PROMPT:
Find every line in the data that contains the word "spec". Return each of those lines.
━━━━
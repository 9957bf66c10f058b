//! Crawl job reconciliation: progress, outcomes and children.

mod common;

use crate::common::{CrawlFixture, TestHarness};
use chrono::Duration;
use operator_core::common::utils::{dt_now, to_k8s_date};
use operator_core::domains::crawl_jobs::keys;
use operator_core::domains::crawl_jobs::machines::{WORKER_DONE, WORKER_FAILED};
use operator_core::domains::crawl_jobs::models::{
    object_name, CrawlState, CrawlStatus, ResourceMap, SyncRequest, STATEFUL_SET,
};
use operator_core::domains::crawl_jobs::sync_crawl;
use serde_json::Value;

// ============================================================================
// Test Helpers
// ============================================================================

fn kinds(children: &[Value]) -> Vec<(String, String)> {
    children
        .iter()
        .map(|child| {
            (
                child["kind"].as_str().unwrap_or_default().to_string(),
                object_name(child).unwrap_or_default().to_string(),
            )
        })
        .collect()
}

fn mark_workers(harness: &TestHarness, crawl: &CrawlFixture, marker: &str) {
    for ordinal in 0..crawl.scale {
        harness
            .progress()
            .set_worker_status(&crawl.id, ordinal, marker);
    }
}

// ============================================================================
// Children
// ============================================================================

#[tokio::test]
async fn new_crawl_renders_crawler_and_redis() {
    let crawl = CrawlFixture::new("c-new").with_scale(2);
    let harness = TestHarness::with_crawl(&crawl, CrawlState::Starting);

    let request = SyncRequest {
        parent: crawl.parent(None),
        children: ResourceMap::new(),
        related: crawl.related(false),
        finalizing: false,
    };
    let response = sync_crawl(&harness.deps, request).await.unwrap();

    assert_eq!(response.status.state, CrawlState::Starting);
    assert_eq!(response.status.scale, 2);
    assert!(!response.finalized);
    assert_eq!(
        kinds(&response.children),
        vec![
            ("StatefulSet".to_string(), "crawl-c-new".to_string()),
            ("ConfigMap".to_string(), "crawl-c-new".to_string()),
            ("Service".to_string(), "crawl-c-new".to_string()),
            ("StatefulSet".to_string(), "redis-c-new".to_string()),
            ("Service".to_string(), "redis-c-new".to_string()),
        ]
    );
    // Nothing to refresh before the crawler exists
    assert_eq!(harness.test.progress.connect_calls(), 0);
}

#[tokio::test]
async fn existing_claim_templates_are_kept() {
    let crawl = CrawlFixture::new("c-pvc");
    let harness = TestHarness::with_crawl(&crawl, CrawlState::Starting);

    let request = crawl.running_request(None);
    let existing = request
        .children
        .get(STATEFUL_SET, "crawl-c-pvc")
        .unwrap()["spec"]["volumeClaimTemplates"]
        .clone();

    let response = sync_crawl(&harness.deps, request).await.unwrap();

    let crawler = response
        .children
        .iter()
        .find(|c| c["kind"] == "StatefulSet" && object_name(c) == Some("crawl-c-pvc"))
        .unwrap();
    assert_eq!(crawler["spec"]["volumeClaimTemplates"], existing);
}

#[tokio::test]
async fn missing_config_fails_crawl() {
    let crawl = CrawlFixture::new("c-noconf");
    let harness = TestHarness::with_crawl(&crawl, CrawlState::Starting);

    let request = SyncRequest {
        parent: crawl.parent(None),
        children: crawl.children(),
        related: ResourceMap::new(),
        finalizing: false,
    };
    let response = sync_crawl(&harness.deps, request).await.unwrap();

    assert_eq!(response.status.state, CrawlState::Failed);
    assert!(response.status.finished.is_some());
    assert!(response.children.is_empty());
    assert_eq!(
        harness.metadata().crawl("c-noconf").unwrap().state,
        CrawlState::Failed
    );
}

#[tokio::test]
async fn missing_config_fails_new_crawl_without_store() {
    let crawl = CrawlFixture::new("c-noconf-new");
    let harness = TestHarness::with_crawl(&crawl, CrawlState::Starting);
    harness.progress().set_reachable(false);

    let request = SyncRequest {
        parent: crawl.parent(None),
        children: ResourceMap::new(),
        related: ResourceMap::new(),
        finalizing: false,
    };
    let response = sync_crawl(&harness.deps, request).await.unwrap();

    assert_eq!(response.status.state, CrawlState::Failed);
    assert!(response.status.finished.is_some());
    assert!(response.children.is_empty());
    assert_eq!(
        harness.metadata().crawl("c-noconf-new").unwrap().state,
        CrawlState::Failed
    );
}

// ============================================================================
// Progress
// ============================================================================

#[tokio::test]
async fn sync_is_idempotent_without_new_reports() {
    let crawl = CrawlFixture::new("c-idem");
    let harness = TestHarness::with_crawl(&crawl, CrawlState::Starting);
    harness.progress().set_pages("c-idem", 10, 4);
    harness.progress().set_crawl_size("c-idem", 2048);

    let first = sync_crawl(&harness.deps, crawl.running_request(None))
        .await
        .unwrap();
    let second = sync_crawl(&harness.deps, crawl.running_request(None))
        .await
        .unwrap();

    assert_eq!(first, second);
    assert_eq!(first.status.state, CrawlState::Running);
    assert_eq!(first.status.pages_found, 10);
    assert_eq!(first.status.pages_done, 4);
    assert_eq!(first.status.size, "2.0 kB");
    assert!(first.status.finished.is_none());
}

#[tokio::test]
async fn no_running_pod_waits_for_capacity() {
    let crawl = CrawlFixture::new("c-wait");
    let harness = TestHarness::with_crawl(&crawl, CrawlState::Starting);

    let mut request = crawl.running_request(None);
    request.related = crawl.related(false);
    let response = sync_crawl(&harness.deps, request).await.unwrap();

    assert_eq!(response.status.state, CrawlState::WaitingCapacity);
    assert!(!response.children.is_empty());
}

#[tokio::test]
async fn drained_files_are_counted_from_store() {
    let crawl = CrawlFixture::new("c-files");
    let harness = TestHarness::with_crawl(&crawl, CrawlState::Running);
    harness.progress().push_completed_file("a.wacz", 100, "h1");
    harness.progress().push_completed_file("b.wacz", 250, "h2");

    let response = sync_crawl(&harness.deps, crawl.running_request(None))
        .await
        .unwrap();

    assert_eq!(response.status.files_added, 2);
    assert_eq!(response.status.files_added_size, 350);
    assert!(harness.progress().list(keys::DONE_MAILBOX).is_empty());

    let record = harness.metadata().crawl("c-files").unwrap();
    let names: Vec<_> = record.files.iter().map(|f| f.filename.as_str()).collect();
    assert_eq!(names.len(), 2);
    assert!(names[0].ends_with("a.wacz"));
}

#[tokio::test]
async fn interrupted_drain_resumes_without_double_counting() {
    let crawl = CrawlFixture::new("c-resume");
    let harness = TestHarness::with_crawl(&crawl, CrawlState::Running);
    for (i, size) in [100u64, 200, 300].iter().enumerate() {
        harness
            .progress()
            .push_completed_file(&format!("f{}.wacz", i), *size, "h");
    }
    harness.progress().fail_after_pops(1);

    let status = CrawlStatus {
        state: CrawlState::Running,
        ..Default::default()
    };
    let first = sync_crawl(&harness.deps, crawl.running_request(Some(status.clone())))
        .await
        .unwrap();

    // The failed cycle reports the old status; one file is already committed
    assert_eq!(first.status, status);
    assert_eq!(harness.metadata().crawl("c-resume").unwrap().files.len(), 1);
    assert_eq!(harness.progress().value(keys::FILES_ADDED).as_deref(), Some("1"));

    harness.progress().clear_failures();
    let second = sync_crawl(&harness.deps, crawl.running_request(Some(status)))
        .await
        .unwrap();

    assert_eq!(second.status.files_added, 3);
    assert_eq!(second.status.files_added_size, 600);
    assert_eq!(harness.metadata().crawl("c-resume").unwrap().files.len(), 3);
}

#[tokio::test]
async fn unreachable_store_leaves_status_unchanged() {
    let crawl = CrawlFixture::new("c-down");
    let harness = TestHarness::with_crawl(&crawl, CrawlState::Running);
    harness.progress().set_reachable(false);

    let status = CrawlStatus {
        state: CrawlState::Running,
        pages_found: 7,
        pages_done: 3,
        ..Default::default()
    };
    let response = sync_crawl(&harness.deps, crawl.running_request(Some(status.clone())))
        .await
        .unwrap();

    assert_eq!(response.status, status);
    assert!(!response.children.is_empty());
    assert!(harness.metadata().state_writes().is_empty());
    assert_eq!(
        harness.test.progress.connect_calls() as u32,
        harness.test.params.progress_store_connect_attempts
    );
}

#[tokio::test]
async fn expired_crawl_is_asked_to_stop() {
    let crawl = CrawlFixture::new("c-expire");
    let harness = TestHarness::with_crawl(&crawl, CrawlState::Running);

    let mut request = crawl.running_request(None);
    request.parent.spec.expire_time = Some(to_k8s_date(dt_now() - Duration::minutes(1)));
    let response = sync_crawl(&harness.deps, request).await.unwrap();

    assert!(response.status.stopping);
    assert_eq!(
        harness.progress().value(&keys::stopping("c-expire")).as_deref(),
        Some("1")
    );
    assert_eq!(
        harness.progress().value(keys::LEGACY_STOP).as_deref(),
        Some("1")
    );
}

// ============================================================================
// Outcomes
// ============================================================================

#[tokio::test]
async fn all_workers_done_with_all_pages_completes() {
    let crawl = CrawlFixture::new("c-done").with_scale(2);
    let harness = TestHarness::with_crawl(&crawl, CrawlState::Running);
    harness.progress().set_pages("c-done", 3, 3);
    harness.progress().push_completed_file("out.wacz", 4096, "h");
    mark_workers(&harness, &crawl, WORKER_DONE);

    let response = sync_crawl(&harness.deps, crawl.running_request(None))
        .await
        .unwrap();
    harness.settle().await;

    assert_eq!(response.status.state, CrawlState::Complete);
    assert!(response.status.finished.is_some());
    assert!(response.children.is_empty());

    let record = harness.metadata().crawl("c-done").unwrap();
    assert_eq!(record.state, CrawlState::Complete);
    assert!(record.finished.is_some());
    assert_eq!(record.stats.map(|s| (s.found, s.done)), Some((3, 3)));

    assert_eq!(harness.metadata().stats_recomputes(), vec![(crawl.cid, 4096, 1)]);
    assert_eq!(
        harness.metadata().collection_adds(),
        vec![("c-done".to_string(), crawl.cid)]
    );

    let exec = harness.metadata().exec_seconds();
    assert_eq!(exec.len(), 1);
    assert_eq!(exec[0].0, crawl.oid);
    assert!(exec[0].1 >= 600);

    // Still inside the default TTL
    assert!(harness.cluster().deleted_crawl_jobs().is_empty());
}

#[tokio::test]
async fn unfinished_pages_give_partial_complete() {
    let crawl = CrawlFixture::new("c-partial");
    let harness = TestHarness::with_crawl(&crawl, CrawlState::Running);
    harness.progress().set_pages("c-partial", 5, 3);
    harness.progress().push_completed_file("out.wacz", 10, "h");
    mark_workers(&harness, &crawl, WORKER_DONE);

    let response = sync_crawl(&harness.deps, crawl.running_request(None))
        .await
        .unwrap();
    harness.settle().await;

    assert_eq!(response.status.state, CrawlState::PartialComplete);
    assert_eq!(harness.metadata().collection_adds().len(), 1);
}

#[tokio::test]
async fn single_page_without_files_fails() {
    let crawl = CrawlFixture::new("c-degenerate");
    let harness = TestHarness::with_crawl(&crawl, CrawlState::Running);
    harness.progress().set_pages("c-degenerate", 1, 1);
    mark_workers(&harness, &crawl, WORKER_DONE);

    let response = sync_crawl(&harness.deps, crawl.running_request(None))
        .await
        .unwrap();
    harness.settle().await;

    assert_eq!(response.status.state, CrawlState::Failed);
    assert!(harness.metadata().collection_adds().is_empty());
    // Failed crawls still count toward the config's history
    assert_eq!(harness.metadata().stats_recomputes().len(), 1);
}

#[tokio::test]
async fn stopped_crawl_with_no_pages_is_canceled() {
    let crawl = CrawlFixture::new("c-cancel").stopping();
    let harness = TestHarness::with_crawl(&crawl, CrawlState::Running);
    harness.progress().set_pages("c-cancel", 4, 0);
    mark_workers(&harness, &crawl, WORKER_FAILED);

    let response = sync_crawl(&harness.deps, crawl.running_request(None))
        .await
        .unwrap();

    assert_eq!(response.status.state, CrawlState::Canceled);
    assert!(response.status.stopping);
}

#[tokio::test]
async fn failed_workers_with_progress_fail() {
    let crawl = CrawlFixture::new("c-fail").stopping();
    let harness = TestHarness::with_crawl(&crawl, CrawlState::Running);
    harness.progress().set_pages("c-fail", 4, 2);
    mark_workers(&harness, &crawl, WORKER_FAILED);

    let response = sync_crawl(&harness.deps, crawl.running_request(None))
        .await
        .unwrap();

    assert_eq!(response.status.state, CrawlState::Failed);
}

#[tokio::test]
async fn partial_worker_markers_keep_running() {
    let crawl = CrawlFixture::new("c-half").with_scale(2);
    let harness = TestHarness::with_crawl(&crawl, CrawlState::Running);
    harness.progress().set_pages("c-half", 3, 3);
    harness
        .progress()
        .set_worker_status("c-half", 0, WORKER_DONE);

    let response = sync_crawl(&harness.deps, crawl.running_request(None))
        .await
        .unwrap();

    assert_eq!(response.status.state, CrawlState::Running);
    assert!(response.status.finished.is_none());
    assert!(!response.children.is_empty());
}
━━━━
EXERCISE RESULT:
        .unwrap()["spec"]["volumeClaimTemplates"]
    assert_eq!(crawler["spec"]["volumeClaimTemplates"], existing);
    request.parent.spec.expire_time = Some(to_k8s_date(dt_now() - Duration::minutes(1)));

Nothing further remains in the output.